On 22 April 2006, Quiz Call began airing overnight on Five, allowing analogue terrestrial television viewers to participate in the show. The show recrived a slight revamp with a graphics revamp and a purple/gold set in June, which was mainly used on Five. On 6 August, a new car was offered up as a prize. On 1 September, the channel celebrated its first birthday with a 41 Hour Marathon Live Broadcast, giving viewers the chance to play for a jackpot of £100,000 by guessing a 4-digit combination.

===Sale and physical channel closure===
On 19 October 2006, Channel 4 announced the sale of Ostrich Media to iTouch Media. The sale included the rights to the program, the physical TV channel, and its slots on NTL and Sky, as well as the company's back room technology, including its customer relations management capability. The sale was closed on 3 November. The sale did not include its Freeview slot, which was retained by Channel 4 and was soon used to broadcast Film4 +1 and subsequently Channel 4 +1. With its removal from Freeview, Quiz Call's schedule was reduced to airing from 19:00-1:00 instead of 12:00-3:00 like before. For a brief period, Quiz Call also broadcast on Ftn, between 22:00 and 1:00 during the Christmas season of 2006.
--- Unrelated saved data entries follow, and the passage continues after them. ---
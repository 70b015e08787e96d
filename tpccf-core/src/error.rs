//! Error types for tpccf-core.

use thiserror::Error;

/// Result type alias for cluster finder operations.
pub type Result<T> = std::result::Result<T, Error>;

/// Core error types for cluster finder operations.
///
/// Every variant describes an inconsistency that aborts the current event.
/// Disabled thresholds are never reported as errors.
#[derive(Error, Debug, Clone, PartialEq)]
pub enum Error {
    /// Invalid configuration value.
    #[error("configuration error: {0}")]
    InvalidConfig(String),

    /// Sizes of two collaborating inputs disagree.
    #[error("geometry mismatch in {what}: expected {expected}, got {actual}")]
    GeometryMismatch {
        /// Which quantity disagreed.
        what: &'static str,
        /// Size required by the geometry.
        expected: usize,
        /// Size actually provided.
        actual: usize,
    },

    /// A computed offset range does not fit the allocated output.
    #[error("capacity overflow in {what}: need {needed} entries, have {capacity}")]
    CapacityOverflow {
        /// Which buffer overflowed.
        what: &'static str,
        /// Number of entries required.
        needed: usize,
        /// Number of entries available.
        capacity: usize,
    },

    /// A write addressed a cell outside the charge grid.
    #[error("position outside charge grid: row {row}, pad {pad}, time {time}")]
    OutOfGrid {
        /// Row of the rejected position.
        row: u16,
        /// Pad of the rejected position.
        pad: i16,
        /// Fragment-local time bin of the rejected position.
        time: i16,
    },

    /// Invalid fragment parameters.
    #[error("invalid fragment: {0}")]
    InvalidFragment(String),

    /// Charge value outside the packable range.
    #[error("charge {0} outside packable range")]
    ChargeOutOfRange(f32),

    /// Internal bookkeeping disagrees with the data it describes.
    #[error("inconsistent data: {0}")]
    Inconsistent(String),
}
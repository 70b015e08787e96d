//! Pad geometry of one detector sector.

use crate::error::{Error, Result};

#[cfg(feature = "serde")]
use serde::{Deserialize, Serialize};

/// Read-only pad layout provided by the detector geometry database.
///
/// Global pad indices number the pads of all rows contiguously, row by row,
/// without padding.
pub trait PadGeometry: Send + Sync {
    /// Number of pad rows.
    fn num_rows(&self) -> usize;

    /// Number of pads in `row`; zero for rows outside the geometry.
    fn num_pads(&self, row: usize) -> usize;

    /// Global index of `pad` in `row`.
    ///
    /// Only defined for pads where [`contains`](Self::contains) holds;
    /// callers check that first.
    ///
    /// # Panics
    ///
    /// Implementations may panic if `row` is outside the geometry.
    fn global_pad(&self, row: usize, pad: usize) -> usize;

    /// Total number of pads over all rows.
    fn num_global_pads(&self) -> usize {
        (0..self.num_rows()).map(|row| self.num_pads(row)).sum()
    }

    /// Largest pad count of any row.
    fn max_pads_per_row(&self) -> usize {
        (0..self.num_rows())
            .map(|row| self.num_pads(row))
            .max()
            .unwrap_or(0)
    }

    /// Returns true if `(row, pad)` is a real pad.
    #[inline]
    fn contains(&self, row: usize, pad: i64) -> bool {
        row < self.num_rows() && pad >= 0 && usize::try_from(pad).is_ok_and(|p| p < self.num_pads(row))
    }
}

/// Geometry defined by a table of pad counts per row.
#[derive(Debug, Clone, PartialEq, Eq)]
#[cfg_attr(feature = "serde", derive(Serialize, Deserialize))]
#[cfg_attr(feature = "serde", serde(try_from = "RowGeometryRepr"))]
pub struct RowGeometry {
    pads_per_row: Vec<usize>,
    #[cfg_attr(feature = "serde", serde(skip))]
    row_offsets: Vec<usize>,
}

/// Serialized form of [`RowGeometry`].
#[cfg(feature = "serde")]
#[derive(Deserialize)]
struct RowGeometryRepr {
    pads_per_row: Vec<usize>,
}

#[cfg(feature = "serde")]
impl TryFrom<RowGeometryRepr> for RowGeometry {
    type Error = Error;

    fn try_from(repr: RowGeometryRepr) -> Result<Self> {
        Self::new(repr.pads_per_row)
    }
}

impl RowGeometry {
    /// Creates a geometry from pad counts per row.
    ///
    /// Fails if the table is empty or a row has more pads than a grid
    /// position can address.
    pub fn new(pads_per_row: Vec<usize>) -> Result<Self> {
        if pads_per_row.is_empty() {
            return Err(Error::InvalidConfig("geometry has no rows".into()));
        }
        if pads_per_row.len() > usize::from(u16::MAX) {
            return Err(Error::InvalidConfig(format!(
                "geometry has {} rows, at most {} are addressable",
                pads_per_row.len(),
                u16::MAX
            )));
        }
        let limit = usize::try_from(i16::MAX).unwrap_or(usize::MAX) / 2;
        if let Some(row) = pads_per_row.iter().position(|&pads| pads > limit) {
            return Err(Error::InvalidConfig(format!(
                "row {row} has {} pads, at most {limit} are addressable",
                pads_per_row[row]
            )));
        }
        let row_offsets = pads_per_row
            .iter()
            .scan(0usize, |offset, &pads| {
                let current = *offset;
                *offset += pads;
                Some(current)
            })
            .collect();
        Ok(Self {
            pads_per_row,
            row_offsets,
        })
    }

    /// Creates a geometry with `rows` rows of `pads` pads each.
    pub fn uniform(rows: usize, pads: usize) -> Result<Self> {
        Self::new(vec![pads; rows])
    }

    /// Pad counts per row.
    #[must_use]
    pub fn pads_per_row(&self) -> &[usize] {
        &self.pads_per_row
    }
}

impl PadGeometry for RowGeometry {
    fn num_rows(&self) -> usize {
        self.pads_per_row.len()
    }

    fn num_pads(&self, row: usize) -> usize {
        self.pads_per_row.get(row).copied().unwrap_or(0)
    }

    #[inline]
    /// # Panics
    ///
    /// Panics if `row` is not a row of the geometry.
    fn global_pad(&self, row: usize, pad: usize) -> usize {
        debug_assert!(
            pad < self.num_pads(row),
            "pad {pad} outside row {row} of {} rows",
            self.num_rows()
        );
        self.row_offsets[row] + pad
    }

    fn num_global_pads(&self) -> usize {
        self.row_offsets.last().copied().unwrap_or(0) + self.pads_per_row.last().copied().unwrap_or(0)
    }
}

#[cfg(test)]
mod tests {
    use super::*;

    #[test]
    fn test_global_pad_numbering() {
        let geo = RowGeometry::new(vec![3, 5, 2]).unwrap();
        assert_eq!(geo.num_rows(), 3);
        assert_eq!(geo.num_global_pads(), 10);
        assert_eq!(geo.global_pad(0, 2), 2);
        assert_eq!(geo.global_pad(1, 0), 3);
        assert_eq!(geo.global_pad(2, 1), 9);
        assert_eq!(geo.max_pads_per_row(), 5);
    }

    #[test]
    fn test_contains() {
        let geo = RowGeometry::new(vec![3, 5]).unwrap();
        assert!(geo.contains(0, 2));
        assert!(!geo.contains(0, 3));
        assert!(!geo.contains(1, -1));
        assert!(!geo.contains(2, 0));
        assert_eq!(geo.num_pads(7), 0);
    }

    #[test]
    #[should_panic]
    fn test_global_pad_outside_geometry_panics() {
        let geo = RowGeometry::new(vec![3, 5]).unwrap();
        let _ = geo.global_pad(2, 0);
    }

    #[test]
    fn test_global_pad_matches_contains() {
        let geo = RowGeometry::new(vec![3, 5, 2]).unwrap();
        let mut expected = 0;
        for row in 0..geo.num_rows() {
            for pad in 0..geo.num_pads(row) {
                assert!(geo.contains(row, i64::try_from(pad).unwrap()));
                assert_eq!(geo.global_pad(row, pad), expected);
                expected += 1;
            }
        }
        assert_eq!(expected, geo.num_global_pads());
    }

    #[test]
    fn test_uniform() {
        let geo = RowGeometry::uniform(4, 6).unwrap();
        assert_eq!(geo.num_global_pads(), 24);
        assert_eq!(geo.global_pad(3, 5), 23);
    }

    #[test]
    fn test_invalid_geometry() {
        assert!(RowGeometry::new(Vec::new()).is_err());
        assert!(RowGeometry::new(vec![4, 100_000]).is_err());
    }
}
//! Charge map filler: bins decoded digits of one fragment into the grid.

use std::ops::DerefMut;

use log::{debug, trace};
use tpccf_core::{
    Array2D, Calibration, CfFragment, ChargePos, Digit, Error, GridDims, GridLayout,
    PackedCharge, PadGeometry, Result, PADDING_TIME,
};

use crate::registry::KernelRegistry;

/// Checks that a grid of `dims` covers every pad of `geometry` and every
/// time bin of `fragment`, and that fragment time bins fit a position.
pub(crate) fn check_grid<G: PadGeometry + ?Sized>(
    dims: &GridDims,
    geometry: &G,
    fragment: &CfFragment,
) -> Result<()> {
    if dims.rows() < geometry.num_rows() || dims.pads_per_row() < geometry.max_pads_per_row() {
        return Err(Error::GeometryMismatch {
            what: "charge grid pads",
            expected: geometry.num_rows() * geometry.max_pads_per_row(),
            actual: dims.rows() * dims.pads_per_row(),
        });
    }
    if dims.time_bins() < fragment.length() as usize {
        return Err(Error::GeometryMismatch {
            what: "charge grid time bins",
            expected: fragment.length() as usize,
            actual: dims.time_bins(),
        });
    }
    let limit = usize::from(i16::MAX.unsigned_abs()) - PADDING_TIME;
    if fragment.length() as usize > limit {
        return Err(Error::InvalidFragment(format!(
            "fragment of {} time bins exceeds the addressable {limit}",
            fragment.length()
        )));
    }
    Ok(())
}

/// Writes gain-corrected digits into the charge grid.
#[derive(Clone, Copy, Debug, Default)]
pub struct ChargeMapFiller;

impl ChargeMapFiller {
    /// Kernel name in the registry.
    pub const KERNEL: &'static str = "fill_charge_map";

    /// Creates the filler and registers its kernel.
    pub fn new(registry: &mut KernelRegistry) -> Self {
        registry.register(Self::KERNEL, 1);
        Self
    }

    /// Fills `map` with the digits of `fragment` and returns the occupied
    /// positions in digit order.
    ///
    /// Digits outside the fragment or the geometry are skipped, as are
    /// digits whose corrected charge rounds to zero. Several digits on the
    /// same cell add up and the cell is listed once.
    pub fn fill<G, S, L>(
        &self,
        geometry: &G,
        calib: &Calibration,
        fragment: &CfFragment,
        digits: &[Digit],
        map: &mut Array2D<S, L>,
    ) -> Result<Vec<ChargePos>>
    where
        G: PadGeometry + ?Sized,
        S: DerefMut<Target = [PackedCharge]>,
        L: GridLayout,
    {
        check_grid(map.dims(), geometry, fragment)?;

        let mut positions = Vec::with_capacity(digits.len());
        let mut skipped = 0usize;
        for digit in digits {
            let Some(local) = fragment.to_local(digit.time) else {
                skipped += 1;
                continue;
            };
            let row = usize::from(digit.row);
            if !geometry.contains(row, i64::from(digit.pad)) {
                trace!("skipping digit outside geometry: {digit:?}");
                skipped += 1;
                continue;
            }
            let pad = i16::try_from(digit.pad)
                .map_err(|_| Error::InvalidConfig(format!("pad {} not addressable", digit.pad)))?;
            let time = i16::try_from(local).map_err(|_| {
                Error::InvalidFragment(format!("local time bin {local} not addressable"))
            })?;
            let pos = ChargePos::new(digit.row, pad, time);

            let gain = calib.gain_correction(geometry.global_pad(row, usize::from(digit.pad)));
            let q = digit.charge * gain;
            let existing = map.get(pos);
            if existing.has_charge() {
                map.set(pos, PackedCharge::pack(existing.unpack() + q))?;
                continue;
            }
            let packed = PackedCharge::pack(q);
            if !packed.has_charge() {
                skipped += 1;
                continue;
            }
            map.set(pos, packed)?;
            positions.push(pos);
        }

        debug!(
            "fragment {}: filled {} cells from {} digits ({} skipped)",
            fragment.index(),
            positions.len(),
            digits.len(),
            skipped
        );
        Ok(positions)
    }
}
On 1 January 2007, the physical Quiz Call channel ceased operations on Sky and NTL/Telewest. The channel's slot initially showcased a caption that stated that the service would be back in Mid-January, but was shortly replaced with a test card reading that the service has ceased operations. The channel was removed from both platforms shortly afterward. The show returned later that month under a new deal with Five, which would see the show broadcast on Five, Five US and Five Life on most days of the week. This arrangement saw Five, which had trialled a run of Quiz Call before switching to The Great Big British Quiz in 2006 – drop TGBBQ and revert to using Quiz Call as their late-night quiz provider.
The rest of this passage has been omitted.